_What is being asked_. Go through the listing below and output exactly the line with "matters for correctness.", the line with "use futures::TryStreamExt;", and each line between; omit the rest.

_Extracted material_.

◇ ◇ ◇ ◇ ◇

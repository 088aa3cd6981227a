//! Neo4j-backed graph store: one hash-skip probe plus one `MERGE`-based write transaction per
//! batch, per data type (§4.5). All writes are idempotent and commutative, so batch ordering
//! within a type never matters for correctness.

use crate::bolt::{bolt_list, bolt_map, bolt_opt_int, bolt_string, edge_tuples};
use crate::record::{ArtistRecord, LabelRecord, MasterRecord, ReleaseRecord};
use futures::TryStreamExt;
use neo4rs::{Graph, Query, query};
use std::collections::HashMap;
use thiserror::Error;
use tracing::debug;

/// Errors a batch write can fail with, collapsed to the two kinds the batch processor cares
/// about: connection-shaped failures that warrant re-queuing the whole batch at the front
/// (mirroring the reference's `ServiceUnavailable`/`SessionExpired` handling), and everything
/// else, which only warrants a nack.
#[derive(Debug, Error)]
pub enum GraphError {
    #[error("neo4j connection unavailable: {0}")]
    Transient(String),
    #[error("neo4j write failed: {0}")]
    Other(String),
}

impl GraphError {
    fn classify(err: neo4rs::Error) -> Self {
        let message = err.to_string();
        let lowered = message.to_lowercase();
        if lowered.contains("unavailable") || lowered.contains("session expired") || lowered.contains("connection") || lowered.contains("broken pipe")
        {
            GraphError::Transient(message)
        } else {
            GraphError::Other(message)
        }
    }
}

pub struct Neo4jStore {
    graph: Graph,
}

impl Neo4jStore {
    pub async fn connect(uri: &str, user: &str, password: &str) -> Result<Self, GraphError> {
        let graph = Graph::new(uri, user, password).await.map_err(GraphError::classify)?;
        Ok(Self { graph })
    }

    /// `UNWIND $ids AS id OPTIONAL MATCH (n:<label> {id:id}) RETURN id, n.sha256` (§4.5 step 2).
    async fn fetch_hashes(&self, label: &str, ids: &[String]) -> Result<HashMap<String, String>, GraphError> {
        if ids.is_empty() {
            return Ok(HashMap::new());
        }
        let cypher = format!("UNWIND $ids AS id OPTIONAL MATCH (n:{label} {{id: id}}) RETURN id, n.sha256 AS hash", label = label);
        let mut stream = self.graph.execute(query(&cypher).param("ids", ids.to_vec())).await.map_err(GraphError::classify)?;

        let mut hashes = HashMap::new();
        while let Some(row) = stream.try_next().await.map_err(GraphError::classify)? {
            let id: String = row.get("id").unwrap_or_default();
            if let Ok(hash) = row.get::<String>("hash") {
                hashes.insert(id, hash);
            }
        }
        Ok(hashes)
    }

    /// Runs every query in one write transaction, committing only if all succeed.
    async fn run_write(&self, queries: Vec<Query>) -> Result<(), GraphError> {
        let txn = self.graph.start_txn().await.map_err(GraphError::classify)?;
        for q in queries {
            txn.run(q).await.map_err(GraphError::classify)?;
        }
        txn.commit().await.map_err(GraphError::classify)?;
        Ok(())
    }

    pub async fn upsert_artists(&self, records: &[ArtistRecord]) -> Result<usize, GraphError> {
        let ids: Vec<String> = records.iter().map(|r| r.id.clone()).collect();
        let existing = self.fetch_hashes("Artist", &ids).await?;
        let to_write: Vec<&ArtistRecord> = records.iter().filter(|r| existing.get(&r.id) != Some(&r.sha256)).collect();
        if to_write.is_empty() {
            debug!("⏩ All artists in batch already up to date");
            return Ok(0);
        }

        let artist_maps = bolt_list(
            to_write
                .iter()
                .map(|r| {
                    bolt_map(vec![
                        ("id", bolt_string(&r.id)),
                        ("name", bolt_string(&r.name)),
                        ("sha256", bolt_string(&r.sha256)),
                        ("resource_url", bolt_string(&format!("https://api.discogs.com/artists/{}", r.id))),
                        ("releases_url", bolt_string(&format!("https://api.discogs.com/artists/{}/releases", r.id))),
                    ])
                })
                .collect(),
        );

        let mut queries = vec![
            query(
                "UNWIND $artists AS artist MERGE (a:Artist {id: artist.id}) \
                 SET a.name = artist.name, a.sha256 = artist.sha256, \
                     a.resource_url = artist.resource_url, a.releases_url = artist.releases_url",
            )
            .param("artists", artist_maps),
        ];

        let members = edge_tuples(&to_write, "artist_id", "member_id", |r| r.id.as_str(), |r| r.members.iter());
        if !is_empty_list(&members) {
            queries.push(
                query(
                    "UNWIND $members AS rel MATCH (a:Artist {id: rel.artist_id}) MERGE (m:Artist {id: rel.member_id}) MERGE (m)-[:MEMBER_OF]->(a)",
                )
                .param("members", members),
            );
        }

        let groups = edge_tuples(&to_write, "artist_id", "group_id", |r| r.id.as_str(), |r| r.groups.iter());
        if !is_empty_list(&groups) {
            queries.push(
                query("UNWIND $groups AS rel MATCH (a:Artist {id: rel.artist_id}) MERGE (g:Artist {id: rel.group_id}) MERGE (a)-[:MEMBER_OF]->(g)")
                    .param("groups", groups),
            );
        }

        let aliases = edge_tuples(&to_write, "artist_id", "alias_id", |r| r.id.as_str(), |r| r.aliases.iter());
        if !is_empty_list(&aliases) {
            queries.push(
                query("UNWIND $aliases AS rel MATCH (a:Artist {id: rel.artist_id}) MERGE (al:Artist {id: rel.alias_id}) MERGE (al)-[:ALIAS_OF]->(a)")
                    .param("aliases", aliases),
            );
        }

        self.run_write(queries).await?;
        Ok(to_write.len())
    }

    pub async fn upsert_labels(&self, records: &[LabelRecord]) -> Result<usize, GraphError> {
        let ids: Vec<String> = records.iter().map(|r| r.id.clone()).collect();
        let existing = self.fetch_hashes("Label", &ids).await?;
        let to_write: Vec<&LabelRecord> = records.iter().filter(|r| existing.get(&r.id) != Some(&r.sha256)).collect();
        if to_write.is_empty() {
            debug!("⏩ All labels in batch already up to date");
            return Ok(0);
        }

        let label_maps = bolt_list(
            to_write
                .iter()
                .map(|r| bolt_map(vec![("id", bolt_string(&r.id)), ("name", bolt_string(&r.name)), ("sha256", bolt_string(&r.sha256))]))
                .collect(),
        );

        let mut queries =
            vec![query("UNWIND $labels AS label MERGE (l:Label {id: label.id}) SET l.name = label.name, l.sha256 = label.sha256").param("labels", label_maps)];

        let parents = bolt_list(
            to_write
                .iter()
                .filter_map(|r| r.parent_label.as_ref().map(|p| bolt_map(vec![("label_id", bolt_string(&r.id)), ("parent_id", bolt_string(&p.id))])))
                .collect(),
        );
        if !is_empty_list(&parents) {
            queries.push(
                query("UNWIND $parents AS rel MATCH (l:Label {id: rel.label_id}) MERGE (p:Label {id: rel.parent_id}) MERGE (l)-[:SUBLABEL_OF]->(p)")
                    .param("parents", parents),
            );
        }

        let sublabels = edge_tuples(&to_write, "label_id", "sublabel_id", |r| r.id.as_str(), |r| r.sublabels.iter());
        if !is_empty_list(&sublabels) {
            queries.push(
                query(
                    "UNWIND $sublabels AS rel MATCH (l:Label {id: rel.label_id}) MERGE (s:Label {id: rel.sublabel_id}) MERGE (s)-[:SUBLABEL_OF]->(l)",
                )
                .param("sublabels", sublabels),
            );
        }

        self.run_write(queries).await?;
        Ok(to_write.len())
    }

    pub async fn upsert_masters(&self, records: &[MasterRecord]) -> Result<usize, GraphError> {
        let ids: Vec<String> = records.iter().map(|r| r.id.clone()).collect();
        let existing = self.fetch_hashes("Master", &ids).await?;
        let to_write: Vec<&MasterRecord> = records.iter().filter(|r| existing.get(&r.id) != Some(&r.sha256)).collect();
        if to_write.is_empty() {
            debug!("⏩ All masters in batch already up to date");
            return Ok(0);
        }

        let master_maps = bolt_list(
            to_write
                .iter()
                .map(|r| {
                    bolt_map(vec![
                        ("id", bolt_string(&r.id)),
                        ("title", bolt_string(&r.title)),
                        ("year", bolt_opt_int(r.year)),
                        ("sha256", bolt_string(&r.sha256)),
                    ])
                })
                .collect(),
        );

        let mut queries = vec![
            query("UNWIND $masters AS master MERGE (m:Master {id: master.id}) SET m.title = master.title, m.year = master.year, m.sha256 = master.sha256")
                .param("masters", master_maps),
        ];

        let artists = edge_tuples(&to_write, "master_id", "artist_id", |r| r.id.as_str(), |r| r.artists.iter());
        if !is_empty_list(&artists) {
            queries.push(
                query("UNWIND $artists AS rel MATCH (m:Master {id: rel.master_id}) MERGE (a:Artist {id: rel.artist_id}) MERGE (m)-[:BY]->(a)")
                    .param("artists", artists),
            );
        }

        push_genre_style_queries(&mut queries, &to_write, "master_id", "Master");

        self.run_write(queries).await?;
        Ok(to_write.len())
    }

    pub async fn upsert_releases(&self, records: &[ReleaseRecord]) -> Result<usize, GraphError> {
        let ids: Vec<String> = records.iter().map(|r| r.id.clone()).collect();
        let existing = self.fetch_hashes("Release", &ids).await?;
        let to_write: Vec<&ReleaseRecord> = records.iter().filter(|r| existing.get(&r.id) != Some(&r.sha256)).collect();
        if to_write.is_empty() {
            debug!("⏩ All releases in batch already up to date");
            return Ok(0);
        }

        let release_maps = bolt_list(
            to_write
                .iter()
                .map(|r| bolt_map(vec![("id", bolt_string(&r.id)), ("title", bolt_string(&r.title)), ("sha256", bolt_string(&r.sha256))]))
                .collect(),
        );

        let mut queries = vec![
            query("UNWIND $releases AS release MERGE (r:Release {id: release.id}) SET r.title = release.title, r.sha256 = release.sha256")
                .param("releases", release_maps),
        ];

        let artists = edge_tuples(&to_write, "release_id", "artist_id", |r| r.id.as_str(), |r| r.artists.iter());
        if !is_empty_list(&artists) {
            queries.push(
                query("UNWIND $artists AS rel MATCH (r:Release {id: rel.release_id}) MERGE (a:Artist {id: rel.artist_id}) MERGE (r)-[:BY]->(a)")
                    .param("artists", artists),
            );
        }

        let labels = edge_tuples(&to_write, "release_id", "label_id", |r| r.id.as_str(), |r| r.labels.iter());
        if !is_empty_list(&labels) {
            queries.push(
                query("UNWIND $labels AS rel MATCH (r:Release {id: rel.release_id}) MERGE (l:Label {id: rel.label_id}) MERGE (r)-[:ON]->(l)")
                    .param("labels", labels),
            );
        }

        let masters = bolt_list(
            to_write
                .iter()
                .filter_map(|r| r.master_id.as_ref().map(|mid| bolt_map(vec![("release_id", bolt_string(&r.id)), ("master_id", bolt_string(mid))])))
                .collect(),
        );
        if !is_empty_list(&masters) {
            queries.push(
                query(
                    "UNWIND $masters AS rel MATCH (r:Release {id: rel.release_id}) MERGE (m:Master {id: rel.master_id}) MERGE (r)-[:DERIVED_FROM]->(m)",
                )
                .param("masters", masters),
            );
        }

        push_genre_style_queries(&mut queries, &to_write, "release_id", "Release");

        self.run_write(queries).await?;
        Ok(to_write.len())
    }
}

/// Shared by masters and releases: `(node)-[:IS]->(Genre|Style)` plus `(Style)-[:PART_OF]->(Genre)`.
fn push_genre_style_queries<T>(queries: &mut Vec<Query>, records: &[&T], id_field: &str, label: &str)
where
    T: HasGenresAndStyles,
{
    let genres = bolt_list(
        records
            .iter()
            .flat_map(|r| r.genres().iter().map(move |g| bolt_map(vec![(id_field, bolt_string(r.id())), ("genre", bolt_string(g))])))
            .collect(),
    );
    if !is_empty_list(&genres) {
        queries.push(
            query(&format!(
                "UNWIND $genres AS rel MATCH (n:{label} {{id: rel.{id_field}}}) MERGE (g:Genre {{name: rel.genre}}) MERGE (n)-[:IS]->(g)",
                label = label,
                id_field = id_field
            ))
            .param("genres", genres),
        );
    }

    let styles = bolt_list(
        records
            .iter()
            .flat_map(|r| r.styles().iter().map(move |s| bolt_map(vec![(id_field, bolt_string(r.id())), ("style", bolt_string(s))])))
            .collect(),
    );
    if !is_empty_list(&styles) {
        queries.push(
            query(&format!(
                "UNWIND $styles AS rel MATCH (n:{label} {{id: rel.{id_field}}}) MERGE (s:Style {{name: rel.style}}) MERGE (n)-[:IS]->(s)",
                label = label,
                id_field = id_field
            ))
            .param("styles", styles),
        );
    }

    let genre_style_pairs = bolt_list(
        records
            .iter()
            .flat_map(|r| {
                r.genres().iter().flat_map(move |g| r.styles().iter().map(move |s| bolt_map(vec![("genre", bolt_string(g)), ("style", bolt_string(s))])))
            })
            .collect(),
    );
    if !is_empty_list(&genre_style_pairs) {
        queries.push(
            query("UNWIND $pairs AS pair MERGE (g:Genre {name: pair.genre}) MERGE (s:Style {name: pair.style}) MERGE (s)-[:PART_OF]->(g)")
                .param("pairs", genre_style_pairs),
        );
    }
}

trait HasGenresAndStyles {
    fn id(&self) -> &str;
    fn genres(&self) -> &[String];
    fn styles(&self) -> &[String];
}

impl HasGenresAndStyles for MasterRecord {
    fn id(&self) -> &str {
        &self.id
    }
    fn genres(&self) -> &[String] {
        &self.genres
    }
    fn styles(&self) -> &[String] {
        &self.styles
    }
}

impl HasGenresAndStyles for ReleaseRecord {
    fn id(&self) -> &str {
        &self.id
    }
    fn genres(&self) -> &[String] {
        &self.genres
    }
    fn styles(&self) -> &[String] {
        &self.styles
    }
}

fn is_empty_list(value: &neo4rs::BoltType) -> bool {
    matches!(value, neo4rs::BoltType::List(list) if list.value.is_empty())
}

◇ ◇ ◇ ◇ ◇

_Written response_.
//! within a type never matters for correctness.

use crate::bolt::{bolt_list, bolt_map, bolt_opt_int, bolt_string, edge_tuples};
use crate::record::{ArtistRecord, LabelRecord, MasterRecord, ReleaseRecord};
use futures::TryStreamExt;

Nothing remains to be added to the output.